What to Read: John Warner is channeling the book gods
This interview has been lightly edited for length and clarity.
What’s your Substack about in one sentence?
The Biblioracle Recommends is an online adjunct to my weekly column in the Chicago Tribune about books and the life of reading, which features my recommendations based on the last five books someone has read.
What’s your process for making the perfect book recommendation?
I pretend that I have a deep cosmic connection with the deities of reading that, once summoned, deliver the perfect reading recommendation. This is the “oracle” part of the Biblioracle. In truth, as I wrote in an old column, I’m looking at what people have chosen to read for themselves as a way to gauge their tastes and interests and then simply matching them to a book I’ve read that I think is good. It’s a bit of a parlor trick. I don’t ask for people’s favorite books of all time because I don’t want them weighing my recommendation against that standard. I just need to be in the ballpark of the books they’ve been reading. So the key is to just read a lot of books, which is something I’m always doing anyway.
What are some trends you’ve noticed in the book recommendation requests that you’ve gotten this year?
There was a period where lots of books covering what happened during the Trump administration were showing up in people’s lists, but that has ceased almost entirely. Mostly I notice when a particular book or author shows up frequently, and that’s when I know that there’s some huge word of mouth going on. Amor Towles is a consistently reliable favorite, and Matt Haig’s The Midnight Library shows up just about every week.
You’re a self-described “unrepentant book abandoner.” At what point should a reader jump ship if they’re just not into a book?
Honestly, there is no wrong time to abandon a book. I tend to recommend that you give a book a chance and not toss it aside after a couple of pages, but if you’re not feeling it, if the book isn’t delivering something you’re seeking, put it aside. I’ve abandoned books fewer than 20 pages from the end, which some people think is bonkers, but no regrets! And sometimes putting aside a book in one moment means you may come back to it later in a different frame of mind, as a different person, and see it totally differently. Reading is a relationship between the book and the reader where the reader has unilateral power to terminate and do so without guilt or recrimination. Why not take advantage of that power when the need strikes?

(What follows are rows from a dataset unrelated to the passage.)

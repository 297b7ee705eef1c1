use std::io;

use clap::{Parser, ValueEnum};

use common::{ControllerConfig, LoopConfig, LoopOutcome};

#[derive(Clone, Copy, Debug, ValueEnum)]
enum Driver {
    Threaded,
    Async,
}

#[derive(Parser)]
#[command(version, about = "Discrete PD controller demo", long_about = None)]
struct Args {
    /// Proportional gain.
    #[arg(long, default_value_t = common::pd::DEFAULT_KP, allow_hyphen_values = true)]
    kp: f64,
    /// Derivative gain.
    #[arg(long, default_value_t = common::pd::DEFAULT_KD, allow_hyphen_values = true)]
    kd: f64,
    /// Lower output bound.
    #[arg(long, allow_hyphen_values = true)]
    u_min: Option<f64>,
    /// Upper output bound.
    #[arg(long, allow_hyphen_values = true)]
    u_max: Option<f64>,
    /// Reference (target) value.
    #[arg(long, default_value_t = 1.0, allow_hyphen_values = true)]
    reference: f64,
    /// Measured value for the single step.
    #[arg(long, default_value_t = 0.0, allow_hyphen_values = true)]
    measured: f64,
    /// Close the loop around a first-order plant instead of a single step.
    #[arg(long, value_enum)]
    simulate: Option<Driver>,
    /// Number of cycles to simulate.
    #[arg(long, default_value_t = 50)]
    cycles: u64,
    /// Cycle period in milliseconds (0 runs unpaced).
    #[arg(long, default_value_t = 0)]
    period_ms: u64,
    /// Write the simulated trace as CSV to stdout.
    #[arg(long)]
    csv: bool,
    /// Level of verbosity.
    #[arg(short, long, action = clap::ArgAction::Count)]
    verbose: u8,
}

fn main() -> anyhow::Result<()> {
    let args = Args::parse();

    let mut log_config = simplelog::ConfigBuilder::new();
    log_config.set_target_level(log::LevelFilter::Off);
    log_config.set_location_level(log::LevelFilter::Off);

    let log_level = match args.verbose {
        0 => log::LevelFilter::Error,
        1 => log::LevelFilter::Info,
        2 => log::LevelFilter::Debug,
        _ => log::LevelFilter::Trace,
    };

    simplelog::TermLogger::init(
        log_level,
        log_config.build(),
        simplelog::TerminalMode::Stderr,
        simplelog::ColorChoice::Auto,
    )?;

    let controller = ControllerConfig {
        kp: args.kp,
        kd: args.kd,
        u_min: args.u_min,
        u_max: args.u_max,
    };
    log::trace!("{:#?}", controller);

    let driver = match args.simulate {
        Some(driver) => driver,
        None => {
            let mut pd = controller.build();
            let u = pd.step(args.reference, args.measured)?;
            println!("PD test u: {}", u);
            return Ok(());
        }
    };

    let config = LoopConfig {
        cycles: args.cycles,
        period_ms: args.period_ms,
        reference: args.reference,
        initial_measured: args.measured,
        ..LoopConfig::default()
    };

    let outcome: LoopOutcome = match driver {
        Driver::Threaded => threaded_impl::run_closed_loop(controller, config)?,
        Driver::Async => tokio::runtime::Runtime::new()?
            .block_on(async_impl::run_closed_loop(controller, config))?,
    };

    if args.csv {
        outcome.trace.write_csv(io::stdout().lock())?;
    } else {
        println!("{:?} loop: {}", driver, outcome.summary());
    }

    Ok(())
}
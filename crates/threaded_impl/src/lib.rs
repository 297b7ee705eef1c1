//! Demo closed loop around `common::PdController` on OS threads.
//!
//! Drives a simulated plant so the controller can be exercised end to end;
//! the controller itself has no dependency on this crate.

use std::sync::mpsc::sync_channel;
use std::sync::Arc;
use std::thread::{self, JoinHandle};

use common::{ControllerConfig, LoopConfig, LoopError, LoopOutcome, SharedDiagnostics, TraceRecorder};

pub mod actuator;
pub mod sensor;

/// Runs the closed loop with the plant and the controller on separate OS
/// threads, exchanging samples and commands over bounded channels.
pub fn run_closed_loop(
    controller: ControllerConfig,
    config: LoopConfig,
) -> Result<LoopOutcome, LoopError> {
    log::info!(
        "Threaded loop: {} cycles, reference {:.3}",
        config.cycles,
        config.reference
    );

    let recorder = TraceRecorder::for_cycles(config.cycles);
    let diagnostics = Arc::new(SharedDiagnostics::default());

    let (sample_tx, sample_rx) = sync_channel(1);
    let (command_tx, command_rx) = sync_channel(1);

    let pd = controller.build();
    let controller_diagnostics = Arc::clone(&diagnostics);
    let controller_handle = thread::Builder::new()
        .name("pd-controller".into())
        .spawn(move || {
            actuator::run_controller_thread(pd, sample_rx, command_tx, controller_diagnostics)
        })
        .map_err(|e| LoopError::Join(e.to_string()))?;

    let plant_recorder = recorder.clone();
    let plant_handle = thread::Builder::new()
        .name("pd-plant".into())
        .spawn(move || sensor::run_plant_thread(config, sample_tx, command_rx, plant_recorder))
        .map_err(|e| LoopError::Join(e.to_string()))?;

    let plant_result = join_worker(plant_handle, "plant")?;
    join_worker(controller_handle, "controller")?;
    plant_result?;

    let outcome = LoopOutcome {
        trace: recorder,
        diagnostics: diagnostics.snapshot(),
    };
    log::info!("Threaded loop finished: {}", outcome.summary());

    Ok(outcome)
}

fn join_worker<T>(handle: JoinHandle<T>, name: &'static str) -> Result<T, LoopError> {
    handle.join().map_err(|_| {
        log::error!("{} thread panicked", name);
        LoopError::WorkerPanicked(name)
    })
}

#[cfg(test)]
mod tests {
    use super::*;
    use approx::assert_relative_eq;
    use common::{Command, Sample};

    #[test]
    fn first_cycles_match_hand_computation() {
        let config = LoopConfig {
            cycles: 2,
            ..LoopConfig::default()
        };
        let outcome = run_closed_loop(ControllerConfig::default(), config).unwrap();
        let trace = outcome.trace.get_results();

        assert_eq!(trace.len(), 2);
        assert_relative_eq!(trace[0].output, 0.75, epsilon = 1e-12);
        assert_relative_eq!(trace[0].measured, 0.75, epsilon = 1e-12);
        // e = 0.25, previous e = 1.0
        assert_relative_eq!(trace[1].error, 0.25, epsilon = 1e-12);
        assert_relative_eq!(trace[1].output, 0.15 * 0.25 + 0.6 * (0.25 - 1.0), epsilon = 1e-12);
    }

    #[test]
    fn loop_converges_on_reference() {
        let config = LoopConfig {
            cycles: 200,
            reference: 2.5,
            ..LoopConfig::default()
        };
        let outcome = run_closed_loop(ControllerConfig::default(), config).unwrap();

        assert_eq!(outcome.trace.len(), 200);
        assert_relative_eq!(outcome.trace.final_error().unwrap(), 0.0, epsilon = 1e-6);
        assert_eq!(outcome.diagnostics.rejected_samples, 0);
    }

    #[test]
    fn bounded_controller_reports_saturation() {
        let controller = ControllerConfig {
            u_min: Some(-0.1),
            u_max: Some(0.1),
            ..ControllerConfig::default()
        };
        let config = LoopConfig {
            cycles: 5,
            reference: 10.0,
            ..LoopConfig::default()
        };
        let outcome = run_closed_loop(controller, config).unwrap();

        assert_eq!(outcome.diagnostics.saturated_outputs, 5);
        assert!(outcome.trace.get_results().iter().all(|r| r.output == 0.1));
        assert_relative_eq!(outcome.trace.final_error().unwrap(), 9.5, epsilon = 1e-9);
    }

    #[test]
    fn nan_reference_is_rejected_every_cycle() {
        let config = LoopConfig {
            cycles: 3,
            reference: f64::NAN,
            ..LoopConfig::default()
        };
        let outcome = run_closed_loop(ControllerConfig::default(), config).unwrap();

        assert!(outcome.trace.is_empty());
        assert_eq!(outcome.diagnostics.rejected_samples, 3);
    }

    #[test]
    fn plant_stops_when_controller_hangs_up() {
        let (sample_tx, sample_rx) = sync_channel::<Sample>(1);
        let (command_tx, command_rx) = sync_channel::<Command>(1);
        drop(command_tx);

        let config = LoopConfig {
            cycles: u64::MAX,
            ..LoopConfig::default()
        };
        let recorder = TraceRecorder::for_cycles(config.cycles);
        let result = sensor::run_plant_thread(config, sample_tx, command_rx, recorder.clone());

        assert!(matches!(result, Err(LoopError::ChannelClosed)));
        assert!(recorder.is_empty());
        assert_eq!(sample_rx.try_recv().unwrap().cycle, 0);
    }

    #[test]
    fn plant_stops_when_sample_receiver_is_gone() {
        let (sample_tx, sample_rx) = sync_channel::<Sample>(1);
        let (_command_tx, command_rx) = sync_channel::<Command>(1);
        drop(sample_rx);

        let result = sensor::run_plant_thread(
            LoopConfig::default(),
            sample_tx,
            command_rx,
            TraceRecorder::new(),
        );

        assert!(matches!(result, Err(LoopError::ChannelClosed)));
    }

    #[test]
    fn panicking_worker_is_reported() {
        let handle = thread::spawn(|| -> u32 { panic!("worker failure") });
        assert!(matches!(
            join_worker(handle, "plant"),
            Err(LoopError::WorkerPanicked("plant"))
        ));

        let handle = thread::spawn(|| 7_u32);
        assert_eq!(join_worker(handle, "controller").unwrap(), 7);
    }
}
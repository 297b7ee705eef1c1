use std::sync::atomic::{AtomicU64, Ordering};

#[derive(Default)]
pub struct SharedDiagnostics {
    pub saturated_outputs: AtomicU64,
    pub rejected_samples: AtomicU64,
}

#[derive(Debug, Clone, Copy, Default, PartialEq, Eq)]
pub struct DiagnosticsSnapshot {
    pub saturated_outputs: u64,
    pub rejected_samples: u64,
}

impl SharedDiagnostics {
    pub fn record_saturation(&self) {
        self.saturated_outputs.fetch_add(1, Ordering::Relaxed);
    }

    pub fn record_rejection(&self) {
        self.rejected_samples.fetch_add(1, Ordering::Relaxed);
    }

    pub fn snapshot(&self) -> DiagnosticsSnapshot {
        DiagnosticsSnapshot {
            saturated_outputs: self.saturated_outputs.load(Ordering::Relaxed),
            rejected_samples: self.rejected_samples.load(Ordering::Relaxed),
        }
    }
}

#[cfg(test)]
mod tests {
    use super::*;
    use std::sync::Arc;

    #[test]
    fn counters_accumulate_across_threads() {
        let diagnostics = Arc::new(SharedDiagnostics::default());

        let handles: Vec<_> = (0..4)
            .map(|_| {
                let diagnostics = Arc::clone(&diagnostics);
                std::thread::spawn(move || {
                    for _ in 0..10 {
                        diagnostics.record_saturation();
                    }
                    diagnostics.record_rejection();
                })
            })
            .collect();
        for handle in handles {
            handle.join().unwrap();
        }

        assert_eq!(
            diagnostics.snapshot(),
            DiagnosticsSnapshot {
                saturated_outputs: 40,
                rejected_samples: 4,
            }
        );
    }
}
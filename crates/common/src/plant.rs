/// Integrating first-order plant: each command moves the measurement by
/// `gain * u`.
#[derive(Debug, Clone)]
pub struct FirstOrderPlant {
    measured: f64,
    gain: f64,
}

impl FirstOrderPlant {
    pub fn new(initial: f64, gain: f64) -> Self {
        Self {
            measured: initial,
            gain,
        }
    }

    pub fn measured(&self) -> f64 {
        self.measured
    }

    pub fn apply(&mut self, u: f64) -> f64 {
        self.measured += self.gain * u;
        self.measured
    }
}

#[cfg(test)]
mod tests {
    use super::*;
    use crate::pd::PdController;
    use approx::assert_relative_eq;

    #[test]
    fn apply_integrates_command() {
        let mut plant = FirstOrderPlant::new(1.0, 0.5);
        assert_relative_eq!(plant.apply(2.0), 2.0);
        assert_relative_eq!(plant.apply(-4.0), 0.0);
        assert_relative_eq!(plant.measured(), 0.0);
    }

    #[test]
    fn default_controller_settles_on_reference() {
        let mut pd = PdController::default();
        let mut plant = FirstOrderPlant::new(0.0, 1.0);

        for _ in 0..200 {
            let u = pd.step(1.0, plant.measured()).unwrap();
            plant.apply(u);
        }

        assert_relative_eq!(plant.measured(), 1.0, epsilon = 1e-6);
    }
}
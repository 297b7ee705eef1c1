use serde::{Deserialize, Serialize};

use crate::pd::{PdController, DEFAULT_KD, DEFAULT_KP};

/// Gains and output bounds for one controller.
///
/// Meant to be embedded in a host application's own configuration; nothing
/// in this crate reads configuration files.
#[derive(Debug, Clone, Copy, PartialEq, Serialize, Deserialize)]
#[serde(default)]
pub struct ControllerConfig {
    pub kp: f64,
    pub kd: f64,
    pub u_min: Option<f64>,
    pub u_max: Option<f64>,
}

impl Default for ControllerConfig {
    fn default() -> Self {
        Self {
            kp: DEFAULT_KP,
            kd: DEFAULT_KD,
            u_min: None,
            u_max: None,
        }
    }
}

impl ControllerConfig {
    pub fn build(&self) -> PdController {
        PdController::new(self.kp, self.kd, self.u_min, self.u_max)
    }
}

/// Closed-loop simulation parameters shared by the threaded and async drivers.
#[derive(Debug, Clone, PartialEq, Serialize, Deserialize)]
#[serde(default)]
pub struct LoopConfig {
    pub cycles: u64,
    pub period_ms: u64, // 0 runs the loop unpaced
    pub reference: f64,
    pub initial_measured: f64,
    pub plant_gain: f64,
}

impl Default for LoopConfig {
    fn default() -> Self {
        Self {
            cycles: 50,
            period_ms: 0,
            reference: 1.0,
            initial_measured: 0.0,
            plant_gain: 1.0,
        }
    }
}
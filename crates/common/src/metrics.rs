use std::io;
use std::sync::{Arc, Mutex};

use serde::Serialize;

#[derive(Debug, Serialize, Clone, Copy, PartialEq)]
pub struct CycleRecord {
    pub cycle: u64,
    pub reference: f64,
    pub measured: f64,
    pub error: f64,
    pub output: f64,
    pub saturated: bool,
}

/// Upper limit on records reserved up front; longer runs grow the buffer.
pub const MAX_PREALLOCATED_RECORDS: usize = 65_536;

/// Thread-safe trace of a control loop.
/// Clones share the same underlying buffer.
#[derive(Clone)]
pub struct TraceRecorder {
    results: Arc<Mutex<Vec<CycleRecord>>>,
}

impl Default for TraceRecorder {
    fn default() -> Self {
        Self::new()
    }
}

impl TraceRecorder {
    pub fn new() -> Self {
        Self::with_capacity(1_024)
    }

    /// Reserves at most [`MAX_PREALLOCATED_RECORDS`].
    pub fn with_capacity(capacity: usize) -> Self {
        Self {
            results: Arc::new(Mutex::new(Vec::with_capacity(
                capacity.min(MAX_PREALLOCATED_RECORDS),
            ))),
        }
    }

    /// Recorder sized for a run of `cycles` cycles.
    pub fn for_cycles(cycles: u64) -> Self {
        Self::with_capacity(usize::try_from(cycles).unwrap_or(usize::MAX))
    }

    pub fn capacity(&self) -> usize {
        self.results.lock().map(|r| r.capacity()).unwrap_or(0)
    }

    pub fn record(&self, record: CycleRecord) {
        if let Ok(mut data) = self.results.lock() {
            data.push(record);
        }
    }

    pub fn get_results(&self) -> Vec<CycleRecord> {
        self.results.lock().map(|r| r.clone()).unwrap_or_default()
    }

    pub fn len(&self) -> usize {
        self.results.lock().map(|r| r.len()).unwrap_or(0)
    }

    pub fn is_empty(&self) -> bool {
        self.len() == 0
    }

    /// Tracking error left after the last recorded command was applied.
    pub fn final_error(&self) -> Option<f64> {
        self.results
            .lock()
            .ok()
            .and_then(|r| r.last().map(|c| c.reference - c.measured))
    }

    pub fn write_csv<W: io::Write>(&self, writer: W) -> Result<(), csv::Error> {
        let data = self.get_results();
        let mut wtr = csv::Writer::from_writer(writer);
        for record in data.iter() {
            wtr.serialize(record)?;
        }
        wtr.flush()?;
        log::debug!("Wrote {} trace records", data.len());
        Ok(())
    }
}
use std::sync::mpsc::{Receiver, SyncSender};
use std::thread;
use std::time::{Duration, Instant};

use common::{apply_command, Command, FirstOrderPlant, LoopConfig, LoopError, Sample, TraceRecorder};

/// Plant side of the loop: publishes one sample per cycle and applies the
/// controller's reply before the next one.
pub fn run_plant_thread(
    config: LoopConfig,
    sender: SyncSender<Sample>,
    command_rx: Receiver<Command>,
    recorder: TraceRecorder,
) -> Result<(), LoopError> {
    let mut plant = FirstOrderPlant::new(config.initial_measured, config.plant_gain);
    let period = Duration::from_millis(config.period_ms);
    let mut next_tick = Instant::now();

    for cycle in 0..config.cycles {
        if !period.is_zero() {
            let expected = next_tick;
            next_tick += period;

            let now = Instant::now();
            if now < expected {
                thread::sleep(expected - now);
            }
        }

        let sample = Sample {
            cycle,
            reference: config.reference,
            measured: plant.measured(),
        };

        sender.send(sample).map_err(|_| LoopError::ChannelClosed)?;
        let command = command_rx.recv().map_err(|_| LoopError::ChannelClosed)?;

        apply_command(&mut plant, sample, command, &recorder);
    }

    Ok(())
}
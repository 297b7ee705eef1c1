//! Demo closed loop around `common::PdController` on tokio tasks.

use std::sync::Arc;

use tokio::sync::mpsc;
use tokio::task::JoinHandle;

use common::{ControllerConfig, LoopConfig, LoopError, LoopOutcome, SharedDiagnostics, TraceRecorder};

pub mod actuator;
pub mod sensor;

/// Runs the closed loop as two tokio tasks. Produces the same trace as
/// `threaded_impl::run_closed_loop` for the same configuration.
pub async fn run_closed_loop(
    controller: ControllerConfig,
    config: LoopConfig,
) -> Result<LoopOutcome, LoopError> {
    log::info!(
        "Async loop: {} cycles, reference {:.3}",
        config.cycles,
        config.reference
    );

    let recorder = TraceRecorder::for_cycles(config.cycles);
    let diagnostics = Arc::new(SharedDiagnostics::default());

    let (sample_tx, sample_rx) = mpsc::channel(1);
    let (command_tx, command_rx) = mpsc::channel(1);

    let controller_task = tokio::spawn(actuator::run_controller_task(
        controller.build(),
        sample_rx,
        command_tx,
        Arc::clone(&diagnostics),
    ));
    let plant_task = tokio::spawn(sensor::run_plant_task(
        config,
        sample_tx,
        command_rx,
        recorder.clone(),
    ));

    let plant_result = join_task(plant_task, "plant").await?;
    join_task(controller_task, "controller").await?;
    plant_result?;

    let outcome = LoopOutcome {
        trace: recorder,
        diagnostics: diagnostics.snapshot(),
    };
    log::info!("Async loop finished: {}", outcome.summary());

    Ok(outcome)
}

async fn join_task<T>(handle: JoinHandle<T>, name: &'static str) -> Result<T, LoopError> {
    handle.await.map_err(|e| {
        if e.is_panic() {
            log::error!("{} task panicked", name);
            LoopError::WorkerPanicked(name)
        } else {
            LoopError::Join(e.to_string())
        }
    })
}
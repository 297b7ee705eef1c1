//! Benchmarks for the PD controller and the demo loop drivers.

use std::time::{Duration, Instant};

use clap::{Parser, ValueEnum};
use criterion::{black_box, Criterion};

use common::{ControllerConfig, CycleRecord, LoopConfig, PdController};

#[derive(Clone, Copy, Debug, PartialEq, Eq, ValueEnum)]
enum Mode {
    Threaded,
    Async,
    Both,
}

#[derive(Parser)]
#[command(version, about = "PD controller benchmarks", long_about = None)]
struct Args {
    /// Which loop driver to run.
    #[arg(long, value_enum, default_value_t = Mode::Both)]
    mode: Mode,
    /// Cycles per closed-loop run.
    #[arg(long, default_value_t = 10_000)]
    cycles: u64,
    /// Run criterion micro-benchmarks of the controller itself.
    #[arg(long)]
    criterion: bool,
    /// Level of verbosity.
    #[arg(short, long, action = clap::ArgAction::Count)]
    verbose: u8,
}

fn analyze_trace(results: &[CycleRecord], name: &str, elapsed: Duration) {
    if results.is_empty() {
        println!("{}: No results to analyze", name);
        return;
    }

    let total = results.len();
    let saturated = results.iter().filter(|r| r.saturated).count();
    let max_abs_output = results
        .iter()
        .fold(0.0_f64, |acc, r| acc.max(r.output.abs()));
    let settled_at = results
        .iter()
        .position(|r| (r.reference - r.measured).abs() < 1e-3);

    println!("\n=== {} Analysis ===", name);
    println!("Total cycles: {}", total);
    println!(
        "Throughput: {:.0} cycles/sec",
        total as f64 / elapsed.as_secs_f64().max(f64::EPSILON)
    );
    println!("Saturated outputs: {} ({:.2}%)", saturated, saturated as f64 / total as f64 * 100.0);
    println!("Max |u|: {:.4}", max_abs_output);
    match settled_at {
        Some(cycle) => println!("Settled within 1e-3 at cycle {}", cycle),
        None => println!("Did not settle within 1e-3"),
    }
}

fn benchmark_controller(c: &mut Criterion) {
    c.bench_function("pd_compute", |b| {
        let mut pd = PdController::default();
        let mut e = 1.0;
        b.iter(|| {
            e = -e;
            black_box(pd.compute(black_box(e), None).ok());
        });
    });

    c.bench_function("pd_step_clamped", |b| {
        let mut pd = PdController::new(10.0, 0.5, Some(-1.0), Some(1.0));
        b.iter(|| black_box(pd.step(black_box(1.0), black_box(0.25)).ok()));
    });
}

fn main() -> anyhow::Result<()> {
    let args = Args::parse();

    let log_level = match args.verbose {
        0 => log::LevelFilter::Warn,
        1 => log::LevelFilter::Info,
        _ => log::LevelFilter::Debug,
    };
    simplelog::TermLogger::init(
        log_level,
        simplelog::Config::default(),
        simplelog::TerminalMode::Stderr,
        simplelog::ColorChoice::Auto,
    )?;

    let controller = ControllerConfig::default();
    let config = LoopConfig {
        cycles: args.cycles,
        ..LoopConfig::default()
    };

    println!("========================================");
    println!("PD Controller Benchmark");
    println!("========================================");
    println!("Gains: kp={}, kd={}", controller.kp, controller.kd);
    println!("Cycles: {}", config.cycles);
    println!("Mode: {:?}", args.mode);
    println!("========================================");

    if args.criterion {
        let mut criterion = Criterion::default()
            .sample_size(50)
            .measurement_time(Duration::from_secs(5));
        benchmark_controller(&mut criterion);
        criterion.final_summary();
    }

    if args.mode == Mode::Threaded || args.mode == Mode::Both {
        let start = Instant::now();
        let outcome = threaded_impl::run_closed_loop(controller, config.clone())?;
        analyze_trace(&outcome.trace.get_results(), "THREADED", start.elapsed());
    }

    if args.mode == Mode::Async || args.mode == Mode::Both {
        let runtime = tokio::runtime::Runtime::new()?;
        let start = Instant::now();
        let outcome = runtime.block_on(async_impl::run_closed_loop(controller, config))?;
        analyze_trace(&outcome.trace.get_results(), "ASYNC", start.elapsed());
    }

    println!("\n========================================");
    println!("Benchmark complete!");
    println!("========================================");

    Ok(())
}
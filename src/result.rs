use std::{
    fmt,
    sync::{Arc, Mutex},
};

use crate::{semaphore::Semaphore, value::TaskValue};

/// The slot a worker publishes a task's value into, shared between the
/// submitter's [`TaskResult`] and the queued task.
///
/// Every task gets its own slot with its own lock, so contention on one
/// task's result never blocks unrelated tasks.
pub(crate) struct Output {
    slot: Mutex<Option<TaskValue>>,
    semaphore: Semaphore,
}

impl Output {
    pub(crate) fn new() -> Self {
        Self {
            slot: Mutex::new(None),
            semaphore: Semaphore::new(),
        }
    }

    /// Stores the value and signals the waiting consumer. Called exactly
    /// once, from the worker that executed the bound task.
    pub(crate) fn set(&self, value: TaskValue) {
        *self.slot.lock().unwrap() = Some(value);
        self.semaphore.release();
    }

    /// Marks the slot as never going to be filled, unblocking the consumer.
    pub(crate) fn abandon(&self) {
        self.semaphore.shut_down();
    }

    /// Blocks until a value is published (or the slot is abandoned), then
    /// takes it.
    pub(crate) fn take(&self) -> Option<TaskValue> {
        self.semaphore.acquire();
        self.slot.lock().unwrap().take()
    }
}

/// A one-shot handle to the result of a submitted task.
///
/// Returned by [`ThreadPool::submit`](crate::ThreadPool::submit). A handle is
/// *invalid* when the submission itself was rejected (the queue stayed full
/// for the whole submission timeout); an invalid handle returns `None` from
/// [`get`](TaskResult::get) without blocking.
///
/// The value is delivered at most once: the first successful `get` transfers
/// ownership to the caller and every later call returns `None`.
///
/// # Examples
///
/// ```
/// use threadmill::{Task, TaskValue, ThreadPool};
///
/// struct Add(i32, i32);
///
/// impl Task for Add {
///     fn run(self: Box<Self>) -> TaskValue {
///         TaskValue::new(self.0 + self.1)
///     }
/// }
///
/// let pool = ThreadPool::new();
/// pool.start_with(1);
///
/// let mut result = pool.submit(Add(2, 2));
/// assert!(result.is_valid());
///
/// let value = result.get().unwrap();
/// assert_eq!(value.cast::<i32>().unwrap(), 4);
///
/// // The value was already consumed.
/// assert!(result.get().is_none());
/// ```
pub struct TaskResult {
    output: Option<Arc<Output>>,
    valid: bool,
}

impl TaskResult {
    pub(crate) fn new(output: Arc<Output>) -> Self {
        Self {
            output: Some(output),
            valid: true,
        }
    }

    pub(crate) fn rejected() -> Self {
        Self {
            output: None,
            valid: false,
        }
    }

    /// Whether the submission this handle belongs to was accepted.
    ///
    /// Stays `true` for an accepted submission even after the value has
    /// been consumed.
    pub fn is_valid(&self) -> bool {
        self.valid
    }

    /// Blocks the calling thread until the task's value is available, then
    /// returns it.
    ///
    /// Returns `None` immediately if the handle is invalid or the value was
    /// already consumed by an earlier call. Also returns `None` if the pool
    /// was torn down before the task could ever be dequeued.
    pub fn get(&mut self) -> Option<TaskValue> {
        let output = self.output.take()?;
        output.take()
    }
}

impl fmt::Debug for TaskResult {
    fn fmt(&self, f: &mut fmt::Formatter<'_>) -> fmt::Result {
        f.debug_struct("TaskResult")
            .field("valid", &self.valid)
            .finish()
    }
}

Read John’s post about (almost) abandoning a book mid-read.
We’re entering “best books of the year” season. What do you think of all those year-end lists—and do you have any recommendations of your own?
As I say in my annual Biblioracle Books of the Year column, I am wary of lists that declare something the best that are selected out of a vanishingly small subset of the total universe of things that could be eligible. Most books in a given year make little mark on the world, so the “best” books come from a relatively privileged bunch. This is why my awards have titles like “Emotionally Wrenching Novel of the Year.” My full list for 2021 is yet to come, but in my mid-year notices the winner of that award was a tie between Infinite Country by Patricia Engel and The Night Always Comes by Willy Vlautin. The full mid-year list is here.
What, if anything, has surprised you about writing your Substack?
I started the newsletter for a few reasons: I wanted a lifeboat in case my newspaper column becomes a casualty of budget cuts. I wanted some space to write beyond the 600 words I’m allotted weekly. I also wanted to be able to interact more with readers, so while I shouldn’t be surprised by how much I’ve enjoyed that aspect, the benefits have been far greater than I would’ve figured. Having direct access to interesting people who share my interests has been a real boon to my writing about books and reading.
Who’s another Substack writer you’d recommend?
Is this where I confess that I’m subscribed to more than 20 other Substacks, which makes it very hard to choose? As a reader and a writer, I really enjoy Lincoln Michel’s Counter Craft, which gets underneath common discussions around the writing and publishing of books in a way that is illuminating for both writers and non-writers. I also have to mention Anne Trubek’s Notes from a Small Press, written from her perspective as the founder and operator of Belt Publishing.